═══ EXCERPTED RECORDS
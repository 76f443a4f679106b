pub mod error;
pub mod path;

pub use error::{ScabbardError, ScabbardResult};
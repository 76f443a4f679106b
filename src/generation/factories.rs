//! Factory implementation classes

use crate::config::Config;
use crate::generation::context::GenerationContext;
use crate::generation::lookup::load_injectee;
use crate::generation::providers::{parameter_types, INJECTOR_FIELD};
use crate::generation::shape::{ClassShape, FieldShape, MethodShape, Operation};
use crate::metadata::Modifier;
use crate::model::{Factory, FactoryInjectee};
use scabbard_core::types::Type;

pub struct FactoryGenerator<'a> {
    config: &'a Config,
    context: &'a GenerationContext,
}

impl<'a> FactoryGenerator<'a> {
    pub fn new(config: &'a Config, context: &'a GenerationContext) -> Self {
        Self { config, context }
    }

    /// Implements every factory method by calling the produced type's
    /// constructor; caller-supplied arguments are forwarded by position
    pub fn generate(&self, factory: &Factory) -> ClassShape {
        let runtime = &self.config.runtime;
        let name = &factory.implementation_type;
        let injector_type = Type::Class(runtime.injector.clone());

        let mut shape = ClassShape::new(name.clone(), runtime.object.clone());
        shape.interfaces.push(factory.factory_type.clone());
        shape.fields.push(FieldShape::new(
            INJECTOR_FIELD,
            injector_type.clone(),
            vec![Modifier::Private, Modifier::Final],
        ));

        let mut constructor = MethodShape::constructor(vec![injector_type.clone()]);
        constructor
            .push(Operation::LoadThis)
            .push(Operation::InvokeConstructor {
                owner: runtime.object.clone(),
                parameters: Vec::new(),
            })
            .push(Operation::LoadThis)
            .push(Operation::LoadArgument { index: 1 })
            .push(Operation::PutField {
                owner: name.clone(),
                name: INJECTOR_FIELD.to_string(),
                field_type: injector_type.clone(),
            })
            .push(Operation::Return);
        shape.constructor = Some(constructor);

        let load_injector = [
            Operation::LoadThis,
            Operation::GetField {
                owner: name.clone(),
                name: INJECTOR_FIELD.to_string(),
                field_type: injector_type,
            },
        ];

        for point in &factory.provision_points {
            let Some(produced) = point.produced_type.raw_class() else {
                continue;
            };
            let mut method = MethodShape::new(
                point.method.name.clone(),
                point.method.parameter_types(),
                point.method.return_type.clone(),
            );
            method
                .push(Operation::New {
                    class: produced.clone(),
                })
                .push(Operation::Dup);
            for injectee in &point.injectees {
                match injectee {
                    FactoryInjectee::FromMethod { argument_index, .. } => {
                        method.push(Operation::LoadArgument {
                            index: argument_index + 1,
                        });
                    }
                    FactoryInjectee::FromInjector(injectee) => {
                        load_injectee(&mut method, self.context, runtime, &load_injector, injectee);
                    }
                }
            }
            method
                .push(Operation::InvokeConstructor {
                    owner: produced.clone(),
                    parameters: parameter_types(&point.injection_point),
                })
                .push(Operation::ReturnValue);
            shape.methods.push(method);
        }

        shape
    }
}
══════
═══ EXCERPTED RECORDS
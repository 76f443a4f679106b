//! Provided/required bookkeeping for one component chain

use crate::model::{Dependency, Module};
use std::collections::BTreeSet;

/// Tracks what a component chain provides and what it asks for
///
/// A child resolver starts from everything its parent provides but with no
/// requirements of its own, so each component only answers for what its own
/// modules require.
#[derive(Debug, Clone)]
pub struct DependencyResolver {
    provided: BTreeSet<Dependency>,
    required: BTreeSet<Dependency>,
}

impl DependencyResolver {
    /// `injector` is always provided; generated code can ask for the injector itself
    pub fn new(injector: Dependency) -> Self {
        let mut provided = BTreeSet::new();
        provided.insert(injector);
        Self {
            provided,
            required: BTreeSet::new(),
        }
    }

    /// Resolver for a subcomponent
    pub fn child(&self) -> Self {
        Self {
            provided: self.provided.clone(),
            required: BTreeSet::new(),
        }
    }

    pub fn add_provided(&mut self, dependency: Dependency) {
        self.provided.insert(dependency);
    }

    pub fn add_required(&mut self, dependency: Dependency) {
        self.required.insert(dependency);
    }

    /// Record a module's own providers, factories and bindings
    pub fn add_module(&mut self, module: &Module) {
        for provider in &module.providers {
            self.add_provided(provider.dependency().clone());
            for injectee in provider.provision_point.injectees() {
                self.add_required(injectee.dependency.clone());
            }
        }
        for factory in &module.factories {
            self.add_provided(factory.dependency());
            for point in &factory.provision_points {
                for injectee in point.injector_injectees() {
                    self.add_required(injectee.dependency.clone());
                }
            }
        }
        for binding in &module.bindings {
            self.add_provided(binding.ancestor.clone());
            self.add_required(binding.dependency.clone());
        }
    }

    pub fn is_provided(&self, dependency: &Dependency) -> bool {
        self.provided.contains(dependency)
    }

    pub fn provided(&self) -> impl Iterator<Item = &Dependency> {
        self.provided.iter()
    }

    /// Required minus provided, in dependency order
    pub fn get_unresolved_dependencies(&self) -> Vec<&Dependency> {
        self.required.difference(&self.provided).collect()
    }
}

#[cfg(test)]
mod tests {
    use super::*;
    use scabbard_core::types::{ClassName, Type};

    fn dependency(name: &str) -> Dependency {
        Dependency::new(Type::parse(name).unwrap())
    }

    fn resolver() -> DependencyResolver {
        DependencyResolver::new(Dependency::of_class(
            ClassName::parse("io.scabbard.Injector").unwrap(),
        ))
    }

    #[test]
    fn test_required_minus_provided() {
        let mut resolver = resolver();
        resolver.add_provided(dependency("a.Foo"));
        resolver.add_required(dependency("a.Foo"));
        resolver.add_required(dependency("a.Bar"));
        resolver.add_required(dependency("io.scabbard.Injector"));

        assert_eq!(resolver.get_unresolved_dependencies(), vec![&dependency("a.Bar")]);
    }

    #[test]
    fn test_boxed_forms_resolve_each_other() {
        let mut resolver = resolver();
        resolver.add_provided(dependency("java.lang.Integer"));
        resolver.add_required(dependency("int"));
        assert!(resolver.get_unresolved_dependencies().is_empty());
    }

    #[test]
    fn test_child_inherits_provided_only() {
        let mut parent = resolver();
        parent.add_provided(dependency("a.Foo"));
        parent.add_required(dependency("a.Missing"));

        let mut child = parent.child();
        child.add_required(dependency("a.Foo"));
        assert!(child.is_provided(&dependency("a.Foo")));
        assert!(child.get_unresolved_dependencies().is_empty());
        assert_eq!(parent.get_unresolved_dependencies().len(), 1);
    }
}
══════
═══ EXCERPTED RECORDS
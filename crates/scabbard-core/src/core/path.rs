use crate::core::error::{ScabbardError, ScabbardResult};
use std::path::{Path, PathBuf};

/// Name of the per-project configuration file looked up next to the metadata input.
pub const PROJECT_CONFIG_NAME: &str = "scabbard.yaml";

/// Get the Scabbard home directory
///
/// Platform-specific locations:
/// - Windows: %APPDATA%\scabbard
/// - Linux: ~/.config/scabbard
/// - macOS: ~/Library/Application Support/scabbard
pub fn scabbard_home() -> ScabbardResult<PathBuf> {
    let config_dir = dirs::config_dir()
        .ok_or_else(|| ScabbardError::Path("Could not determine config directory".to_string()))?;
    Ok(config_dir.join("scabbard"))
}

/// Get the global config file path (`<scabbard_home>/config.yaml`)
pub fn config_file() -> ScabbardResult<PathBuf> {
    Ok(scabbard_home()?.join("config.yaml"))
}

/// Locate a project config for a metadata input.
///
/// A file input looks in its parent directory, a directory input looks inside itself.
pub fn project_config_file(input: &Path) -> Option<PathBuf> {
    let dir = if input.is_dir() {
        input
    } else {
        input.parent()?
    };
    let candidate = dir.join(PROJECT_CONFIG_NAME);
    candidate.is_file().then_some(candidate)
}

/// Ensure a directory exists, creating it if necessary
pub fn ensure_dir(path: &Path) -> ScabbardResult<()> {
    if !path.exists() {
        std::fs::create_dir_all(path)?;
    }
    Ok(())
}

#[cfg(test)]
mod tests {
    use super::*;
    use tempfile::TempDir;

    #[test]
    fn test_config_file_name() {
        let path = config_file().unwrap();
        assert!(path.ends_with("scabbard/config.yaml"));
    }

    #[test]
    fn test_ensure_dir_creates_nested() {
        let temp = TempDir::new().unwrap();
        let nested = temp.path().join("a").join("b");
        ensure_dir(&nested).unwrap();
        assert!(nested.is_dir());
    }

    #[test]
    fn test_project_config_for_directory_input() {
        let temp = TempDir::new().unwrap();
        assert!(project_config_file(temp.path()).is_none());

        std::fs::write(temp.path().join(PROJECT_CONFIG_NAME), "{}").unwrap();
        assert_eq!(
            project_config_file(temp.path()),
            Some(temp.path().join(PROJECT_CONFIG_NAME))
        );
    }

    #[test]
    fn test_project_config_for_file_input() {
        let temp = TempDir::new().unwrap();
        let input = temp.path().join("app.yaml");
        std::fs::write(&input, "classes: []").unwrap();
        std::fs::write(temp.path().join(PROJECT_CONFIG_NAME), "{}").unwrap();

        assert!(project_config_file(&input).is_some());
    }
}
══════
- TASK TO COMPLETE
With "runtime" as the word to match, copy each line of the records that has it.

- EXERCISE SOLUTION
        let runtime = &self.config.runtime;
        let injector_type = Type::Class(runtime.injector.clone());
        let mut shape = ClassShape::new(name.clone(), runtime.object.clone());
                owner: runtime.object.clone(),
                        load_injectee(&mut method, self.context, runtime, &load_injector, injectee);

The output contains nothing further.